### INSTRUCTIONS TO FOLLOW
Say how many lines in the entries below have the word "matching" in them, giving only the number.

[Saved entries]

- Opening Delimiter -

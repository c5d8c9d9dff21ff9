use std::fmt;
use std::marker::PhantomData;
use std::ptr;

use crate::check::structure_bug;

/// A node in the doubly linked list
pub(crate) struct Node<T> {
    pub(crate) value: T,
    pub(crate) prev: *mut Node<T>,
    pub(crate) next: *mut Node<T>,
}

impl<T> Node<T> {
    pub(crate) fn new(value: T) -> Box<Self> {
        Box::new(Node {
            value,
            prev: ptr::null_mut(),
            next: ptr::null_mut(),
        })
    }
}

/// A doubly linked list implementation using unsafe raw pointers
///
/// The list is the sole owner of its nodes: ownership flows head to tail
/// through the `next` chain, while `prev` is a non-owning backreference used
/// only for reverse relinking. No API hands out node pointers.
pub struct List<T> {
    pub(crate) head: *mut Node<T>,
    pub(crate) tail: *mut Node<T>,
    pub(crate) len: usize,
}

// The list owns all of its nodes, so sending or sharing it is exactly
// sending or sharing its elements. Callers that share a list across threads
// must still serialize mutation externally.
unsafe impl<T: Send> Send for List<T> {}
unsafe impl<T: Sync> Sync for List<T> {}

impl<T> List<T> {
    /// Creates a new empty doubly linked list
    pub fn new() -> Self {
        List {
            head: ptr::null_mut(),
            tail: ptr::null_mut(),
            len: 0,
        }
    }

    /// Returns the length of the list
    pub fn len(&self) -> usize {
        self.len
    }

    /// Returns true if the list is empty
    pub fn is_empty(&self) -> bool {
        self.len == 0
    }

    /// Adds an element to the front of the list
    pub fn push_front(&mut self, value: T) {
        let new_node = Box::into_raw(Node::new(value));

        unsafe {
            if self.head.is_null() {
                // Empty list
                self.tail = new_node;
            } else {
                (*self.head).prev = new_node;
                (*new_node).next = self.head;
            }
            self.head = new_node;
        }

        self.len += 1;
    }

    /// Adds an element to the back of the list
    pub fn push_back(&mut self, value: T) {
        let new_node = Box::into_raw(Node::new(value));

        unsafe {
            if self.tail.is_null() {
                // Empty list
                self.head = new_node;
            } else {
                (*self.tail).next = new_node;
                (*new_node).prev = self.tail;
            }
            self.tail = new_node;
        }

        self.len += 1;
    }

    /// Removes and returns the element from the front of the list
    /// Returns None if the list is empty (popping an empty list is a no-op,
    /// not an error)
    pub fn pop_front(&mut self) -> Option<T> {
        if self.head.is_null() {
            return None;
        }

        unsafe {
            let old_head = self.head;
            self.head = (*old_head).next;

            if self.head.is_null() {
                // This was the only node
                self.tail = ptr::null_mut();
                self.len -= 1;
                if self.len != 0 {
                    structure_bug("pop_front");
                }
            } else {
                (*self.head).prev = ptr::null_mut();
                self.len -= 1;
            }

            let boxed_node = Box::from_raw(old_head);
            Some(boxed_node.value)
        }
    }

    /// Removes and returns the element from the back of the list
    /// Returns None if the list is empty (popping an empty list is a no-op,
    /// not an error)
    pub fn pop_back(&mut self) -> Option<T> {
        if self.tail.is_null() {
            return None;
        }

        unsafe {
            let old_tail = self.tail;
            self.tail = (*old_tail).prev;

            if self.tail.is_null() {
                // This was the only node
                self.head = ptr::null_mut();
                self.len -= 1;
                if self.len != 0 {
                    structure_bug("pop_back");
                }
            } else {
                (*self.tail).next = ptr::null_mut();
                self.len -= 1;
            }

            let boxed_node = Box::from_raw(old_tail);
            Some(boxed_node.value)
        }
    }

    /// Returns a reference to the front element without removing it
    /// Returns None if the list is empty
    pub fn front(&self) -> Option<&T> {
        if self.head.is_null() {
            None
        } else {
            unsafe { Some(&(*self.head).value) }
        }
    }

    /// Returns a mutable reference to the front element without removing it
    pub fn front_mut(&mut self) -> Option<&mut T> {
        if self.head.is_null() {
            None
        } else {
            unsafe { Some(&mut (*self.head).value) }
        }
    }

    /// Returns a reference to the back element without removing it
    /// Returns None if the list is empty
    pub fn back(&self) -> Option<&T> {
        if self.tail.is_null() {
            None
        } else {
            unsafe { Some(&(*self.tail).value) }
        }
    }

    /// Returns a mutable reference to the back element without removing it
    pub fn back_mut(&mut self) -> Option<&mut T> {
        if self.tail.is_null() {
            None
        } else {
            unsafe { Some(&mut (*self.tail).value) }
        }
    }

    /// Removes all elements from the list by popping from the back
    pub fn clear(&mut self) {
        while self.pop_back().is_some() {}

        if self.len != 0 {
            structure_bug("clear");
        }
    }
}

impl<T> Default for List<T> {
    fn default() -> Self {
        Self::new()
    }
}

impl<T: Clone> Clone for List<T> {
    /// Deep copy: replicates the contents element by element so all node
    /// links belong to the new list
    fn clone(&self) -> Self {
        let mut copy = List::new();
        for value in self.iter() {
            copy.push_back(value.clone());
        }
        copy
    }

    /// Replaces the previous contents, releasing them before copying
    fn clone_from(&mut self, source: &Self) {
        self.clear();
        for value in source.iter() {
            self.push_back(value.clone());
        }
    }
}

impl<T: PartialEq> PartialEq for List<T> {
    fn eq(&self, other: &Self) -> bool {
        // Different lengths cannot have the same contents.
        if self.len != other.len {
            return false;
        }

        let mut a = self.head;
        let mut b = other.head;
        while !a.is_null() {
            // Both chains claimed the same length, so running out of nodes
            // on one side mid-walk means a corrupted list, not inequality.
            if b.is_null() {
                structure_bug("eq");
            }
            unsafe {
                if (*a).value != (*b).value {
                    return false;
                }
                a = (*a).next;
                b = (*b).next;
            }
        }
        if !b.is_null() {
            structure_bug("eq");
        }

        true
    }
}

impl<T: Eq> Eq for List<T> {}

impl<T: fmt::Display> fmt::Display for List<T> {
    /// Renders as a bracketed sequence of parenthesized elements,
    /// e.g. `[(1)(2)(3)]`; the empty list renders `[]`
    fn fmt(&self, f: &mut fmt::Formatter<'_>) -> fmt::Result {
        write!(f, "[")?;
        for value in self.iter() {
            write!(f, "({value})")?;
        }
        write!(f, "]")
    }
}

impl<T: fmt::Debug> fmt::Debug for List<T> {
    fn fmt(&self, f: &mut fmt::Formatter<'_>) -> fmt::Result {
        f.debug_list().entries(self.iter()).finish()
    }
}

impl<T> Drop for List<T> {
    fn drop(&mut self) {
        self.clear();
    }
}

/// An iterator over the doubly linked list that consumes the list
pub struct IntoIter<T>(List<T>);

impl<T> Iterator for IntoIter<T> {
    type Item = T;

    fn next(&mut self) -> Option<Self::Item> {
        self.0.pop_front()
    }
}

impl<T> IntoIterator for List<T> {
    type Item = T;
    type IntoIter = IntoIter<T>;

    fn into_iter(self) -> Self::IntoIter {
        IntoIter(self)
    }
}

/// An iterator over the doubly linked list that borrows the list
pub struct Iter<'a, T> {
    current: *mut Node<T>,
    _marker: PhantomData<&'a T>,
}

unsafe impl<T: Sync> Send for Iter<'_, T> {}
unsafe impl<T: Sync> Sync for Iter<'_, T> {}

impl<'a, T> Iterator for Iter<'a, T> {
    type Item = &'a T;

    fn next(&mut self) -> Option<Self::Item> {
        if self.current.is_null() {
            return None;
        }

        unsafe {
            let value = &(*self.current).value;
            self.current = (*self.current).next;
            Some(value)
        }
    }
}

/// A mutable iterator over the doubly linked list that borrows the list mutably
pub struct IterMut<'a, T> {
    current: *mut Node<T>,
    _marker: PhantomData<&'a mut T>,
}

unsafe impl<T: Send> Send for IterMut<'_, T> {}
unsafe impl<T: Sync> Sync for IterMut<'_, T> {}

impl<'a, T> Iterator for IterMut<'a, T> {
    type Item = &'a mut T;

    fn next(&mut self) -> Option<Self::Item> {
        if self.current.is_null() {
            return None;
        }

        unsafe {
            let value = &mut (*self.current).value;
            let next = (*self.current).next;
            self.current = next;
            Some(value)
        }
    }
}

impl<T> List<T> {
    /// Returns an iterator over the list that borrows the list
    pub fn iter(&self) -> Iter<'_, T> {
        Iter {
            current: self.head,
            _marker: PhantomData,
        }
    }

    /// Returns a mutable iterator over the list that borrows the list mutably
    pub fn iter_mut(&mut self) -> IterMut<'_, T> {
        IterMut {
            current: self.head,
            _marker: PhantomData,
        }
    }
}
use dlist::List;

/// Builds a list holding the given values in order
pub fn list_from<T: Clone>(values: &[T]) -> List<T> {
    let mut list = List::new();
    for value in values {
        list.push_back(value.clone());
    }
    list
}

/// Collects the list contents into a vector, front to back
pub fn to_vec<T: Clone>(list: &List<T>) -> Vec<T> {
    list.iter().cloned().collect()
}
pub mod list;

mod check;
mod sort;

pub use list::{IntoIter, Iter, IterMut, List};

- Closing Delimiter -
- Opening Delimiter -

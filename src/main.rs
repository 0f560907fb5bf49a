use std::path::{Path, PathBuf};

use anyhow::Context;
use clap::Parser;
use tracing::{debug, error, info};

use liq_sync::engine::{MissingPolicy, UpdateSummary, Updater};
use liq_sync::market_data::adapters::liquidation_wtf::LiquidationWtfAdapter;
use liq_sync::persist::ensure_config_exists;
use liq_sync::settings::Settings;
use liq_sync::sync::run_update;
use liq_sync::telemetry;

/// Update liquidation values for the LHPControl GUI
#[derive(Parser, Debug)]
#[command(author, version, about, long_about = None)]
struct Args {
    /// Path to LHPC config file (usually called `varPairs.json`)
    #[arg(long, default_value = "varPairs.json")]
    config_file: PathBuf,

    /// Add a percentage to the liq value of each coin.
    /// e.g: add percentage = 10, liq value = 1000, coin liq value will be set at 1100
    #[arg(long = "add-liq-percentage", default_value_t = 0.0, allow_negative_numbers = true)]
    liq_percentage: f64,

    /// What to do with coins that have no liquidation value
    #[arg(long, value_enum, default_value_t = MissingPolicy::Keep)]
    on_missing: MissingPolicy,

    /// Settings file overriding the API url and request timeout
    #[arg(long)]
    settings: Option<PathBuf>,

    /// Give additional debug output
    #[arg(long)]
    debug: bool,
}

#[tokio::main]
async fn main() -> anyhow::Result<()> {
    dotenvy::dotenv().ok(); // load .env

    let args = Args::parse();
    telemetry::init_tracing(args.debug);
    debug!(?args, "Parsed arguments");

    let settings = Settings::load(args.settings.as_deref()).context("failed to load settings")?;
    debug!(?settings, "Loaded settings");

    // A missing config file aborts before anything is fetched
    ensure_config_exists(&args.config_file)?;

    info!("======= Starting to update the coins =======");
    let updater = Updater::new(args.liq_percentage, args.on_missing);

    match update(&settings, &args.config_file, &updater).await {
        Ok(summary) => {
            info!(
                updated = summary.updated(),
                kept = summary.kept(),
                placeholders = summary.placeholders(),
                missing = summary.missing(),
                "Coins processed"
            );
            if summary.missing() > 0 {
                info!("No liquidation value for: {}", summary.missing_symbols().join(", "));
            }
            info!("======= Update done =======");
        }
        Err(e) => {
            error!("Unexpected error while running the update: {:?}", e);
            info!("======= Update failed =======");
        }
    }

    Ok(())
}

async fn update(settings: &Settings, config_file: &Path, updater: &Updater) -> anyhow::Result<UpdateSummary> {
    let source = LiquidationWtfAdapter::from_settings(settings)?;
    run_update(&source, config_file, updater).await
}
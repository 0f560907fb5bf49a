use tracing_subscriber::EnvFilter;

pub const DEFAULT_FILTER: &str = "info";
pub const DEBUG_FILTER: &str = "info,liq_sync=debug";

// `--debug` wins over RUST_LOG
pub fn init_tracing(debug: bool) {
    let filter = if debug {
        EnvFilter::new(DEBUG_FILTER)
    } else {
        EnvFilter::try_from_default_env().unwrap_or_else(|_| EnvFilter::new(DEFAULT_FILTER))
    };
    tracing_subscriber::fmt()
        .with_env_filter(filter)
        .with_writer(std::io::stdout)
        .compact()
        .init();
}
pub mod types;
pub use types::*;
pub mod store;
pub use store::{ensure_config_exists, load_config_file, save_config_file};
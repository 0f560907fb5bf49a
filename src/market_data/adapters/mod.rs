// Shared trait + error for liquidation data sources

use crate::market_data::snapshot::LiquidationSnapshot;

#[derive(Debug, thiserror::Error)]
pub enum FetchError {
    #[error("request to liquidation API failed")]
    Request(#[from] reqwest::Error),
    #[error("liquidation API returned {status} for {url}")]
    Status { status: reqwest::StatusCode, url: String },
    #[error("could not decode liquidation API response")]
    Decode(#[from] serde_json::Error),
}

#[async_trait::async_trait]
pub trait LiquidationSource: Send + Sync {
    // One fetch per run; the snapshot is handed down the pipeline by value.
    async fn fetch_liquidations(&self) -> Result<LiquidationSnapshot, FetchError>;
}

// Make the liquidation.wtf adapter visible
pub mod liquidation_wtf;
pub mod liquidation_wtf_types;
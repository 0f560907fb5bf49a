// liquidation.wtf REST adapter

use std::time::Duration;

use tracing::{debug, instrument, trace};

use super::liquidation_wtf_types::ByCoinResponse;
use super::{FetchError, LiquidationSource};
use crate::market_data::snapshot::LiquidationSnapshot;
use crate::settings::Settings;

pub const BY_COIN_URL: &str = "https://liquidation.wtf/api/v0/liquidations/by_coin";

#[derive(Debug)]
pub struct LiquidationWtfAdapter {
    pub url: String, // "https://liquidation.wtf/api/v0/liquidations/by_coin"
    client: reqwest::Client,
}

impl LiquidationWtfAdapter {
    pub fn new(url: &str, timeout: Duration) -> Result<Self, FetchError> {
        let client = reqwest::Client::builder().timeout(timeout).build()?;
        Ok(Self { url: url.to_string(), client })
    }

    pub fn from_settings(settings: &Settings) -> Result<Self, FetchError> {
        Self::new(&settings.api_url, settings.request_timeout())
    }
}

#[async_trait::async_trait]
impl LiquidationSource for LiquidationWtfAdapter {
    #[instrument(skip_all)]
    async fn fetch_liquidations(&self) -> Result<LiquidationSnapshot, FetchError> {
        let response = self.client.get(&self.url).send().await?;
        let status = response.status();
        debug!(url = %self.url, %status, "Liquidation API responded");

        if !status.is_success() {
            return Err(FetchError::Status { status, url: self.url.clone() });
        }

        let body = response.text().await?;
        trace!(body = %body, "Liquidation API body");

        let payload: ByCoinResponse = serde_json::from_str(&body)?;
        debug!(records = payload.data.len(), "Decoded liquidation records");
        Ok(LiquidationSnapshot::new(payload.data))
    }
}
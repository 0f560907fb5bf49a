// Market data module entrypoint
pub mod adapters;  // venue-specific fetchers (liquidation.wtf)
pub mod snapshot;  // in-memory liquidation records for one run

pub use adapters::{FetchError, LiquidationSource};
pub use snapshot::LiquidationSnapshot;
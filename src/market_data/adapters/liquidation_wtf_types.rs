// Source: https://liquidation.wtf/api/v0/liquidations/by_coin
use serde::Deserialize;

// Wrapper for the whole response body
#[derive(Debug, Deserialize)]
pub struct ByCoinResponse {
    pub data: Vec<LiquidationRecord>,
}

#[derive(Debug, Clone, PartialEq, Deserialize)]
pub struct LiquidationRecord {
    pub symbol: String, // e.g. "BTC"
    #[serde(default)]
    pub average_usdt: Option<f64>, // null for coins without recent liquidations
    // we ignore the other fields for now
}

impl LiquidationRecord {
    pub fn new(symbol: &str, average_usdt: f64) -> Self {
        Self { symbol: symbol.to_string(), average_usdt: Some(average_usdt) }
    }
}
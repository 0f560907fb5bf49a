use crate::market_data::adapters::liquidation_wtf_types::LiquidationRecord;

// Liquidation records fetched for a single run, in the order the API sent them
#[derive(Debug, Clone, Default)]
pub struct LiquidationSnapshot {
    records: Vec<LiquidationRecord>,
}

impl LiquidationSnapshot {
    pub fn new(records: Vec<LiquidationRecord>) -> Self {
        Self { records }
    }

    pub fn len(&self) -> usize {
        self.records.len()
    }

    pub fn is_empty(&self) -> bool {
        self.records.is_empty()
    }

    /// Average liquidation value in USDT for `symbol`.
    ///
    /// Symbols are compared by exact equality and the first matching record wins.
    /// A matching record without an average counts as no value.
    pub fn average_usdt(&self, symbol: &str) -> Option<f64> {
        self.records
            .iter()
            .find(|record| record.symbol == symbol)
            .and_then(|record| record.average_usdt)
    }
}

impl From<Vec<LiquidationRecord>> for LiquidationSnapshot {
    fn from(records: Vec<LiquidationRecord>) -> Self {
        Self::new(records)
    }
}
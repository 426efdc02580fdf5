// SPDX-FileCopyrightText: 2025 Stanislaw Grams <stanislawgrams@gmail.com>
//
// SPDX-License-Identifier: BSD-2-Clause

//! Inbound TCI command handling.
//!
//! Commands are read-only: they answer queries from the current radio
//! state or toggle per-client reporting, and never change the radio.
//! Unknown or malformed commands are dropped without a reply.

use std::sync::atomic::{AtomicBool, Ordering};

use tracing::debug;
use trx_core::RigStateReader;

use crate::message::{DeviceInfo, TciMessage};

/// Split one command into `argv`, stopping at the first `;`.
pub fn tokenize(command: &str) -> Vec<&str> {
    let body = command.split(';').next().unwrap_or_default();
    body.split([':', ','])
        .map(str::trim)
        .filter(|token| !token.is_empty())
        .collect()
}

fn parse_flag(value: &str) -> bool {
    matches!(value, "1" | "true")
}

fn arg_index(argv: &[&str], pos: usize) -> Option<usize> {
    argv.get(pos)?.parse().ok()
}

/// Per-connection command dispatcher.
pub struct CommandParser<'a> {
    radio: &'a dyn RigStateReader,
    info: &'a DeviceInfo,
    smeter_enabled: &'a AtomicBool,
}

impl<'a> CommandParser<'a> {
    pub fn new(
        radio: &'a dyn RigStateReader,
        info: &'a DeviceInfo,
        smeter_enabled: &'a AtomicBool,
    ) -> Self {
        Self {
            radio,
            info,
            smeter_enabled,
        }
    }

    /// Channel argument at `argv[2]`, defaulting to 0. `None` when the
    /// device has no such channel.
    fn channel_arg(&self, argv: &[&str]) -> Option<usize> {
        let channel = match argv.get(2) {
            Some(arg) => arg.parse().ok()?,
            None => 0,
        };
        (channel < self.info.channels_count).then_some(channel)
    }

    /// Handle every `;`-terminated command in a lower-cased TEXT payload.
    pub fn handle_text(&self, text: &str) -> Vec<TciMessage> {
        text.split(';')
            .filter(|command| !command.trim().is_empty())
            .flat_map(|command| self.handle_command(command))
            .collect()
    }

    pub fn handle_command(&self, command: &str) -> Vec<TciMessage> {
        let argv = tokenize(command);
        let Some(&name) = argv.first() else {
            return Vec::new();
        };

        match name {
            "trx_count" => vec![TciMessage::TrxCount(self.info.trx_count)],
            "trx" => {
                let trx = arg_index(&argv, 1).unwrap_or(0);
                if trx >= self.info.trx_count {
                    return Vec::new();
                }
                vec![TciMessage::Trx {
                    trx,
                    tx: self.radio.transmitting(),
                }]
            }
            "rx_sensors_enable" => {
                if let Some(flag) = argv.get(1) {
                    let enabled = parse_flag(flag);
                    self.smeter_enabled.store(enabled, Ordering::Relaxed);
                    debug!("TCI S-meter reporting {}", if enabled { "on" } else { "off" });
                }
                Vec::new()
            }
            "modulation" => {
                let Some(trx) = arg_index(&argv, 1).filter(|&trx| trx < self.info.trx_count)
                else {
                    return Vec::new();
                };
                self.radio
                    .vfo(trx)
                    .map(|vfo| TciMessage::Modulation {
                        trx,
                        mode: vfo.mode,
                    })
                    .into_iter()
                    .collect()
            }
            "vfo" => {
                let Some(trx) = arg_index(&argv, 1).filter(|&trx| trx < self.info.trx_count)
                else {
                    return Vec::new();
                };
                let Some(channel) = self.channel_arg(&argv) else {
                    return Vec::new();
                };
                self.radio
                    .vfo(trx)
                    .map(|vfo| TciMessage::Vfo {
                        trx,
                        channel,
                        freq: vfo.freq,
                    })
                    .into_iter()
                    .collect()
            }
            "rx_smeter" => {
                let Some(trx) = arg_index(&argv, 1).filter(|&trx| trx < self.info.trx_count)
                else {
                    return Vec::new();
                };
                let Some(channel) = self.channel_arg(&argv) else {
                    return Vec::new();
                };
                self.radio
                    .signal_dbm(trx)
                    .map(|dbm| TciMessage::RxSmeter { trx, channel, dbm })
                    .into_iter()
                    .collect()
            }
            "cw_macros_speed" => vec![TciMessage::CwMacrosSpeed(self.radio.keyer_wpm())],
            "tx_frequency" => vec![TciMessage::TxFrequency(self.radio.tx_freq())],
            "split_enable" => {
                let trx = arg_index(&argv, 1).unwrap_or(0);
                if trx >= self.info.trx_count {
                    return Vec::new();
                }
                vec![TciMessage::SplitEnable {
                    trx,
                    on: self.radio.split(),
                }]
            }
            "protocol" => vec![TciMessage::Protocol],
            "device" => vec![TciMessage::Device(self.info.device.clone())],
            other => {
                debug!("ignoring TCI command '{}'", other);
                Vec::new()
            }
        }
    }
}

- Closing Delimiter -

### RESPONSE BOX
2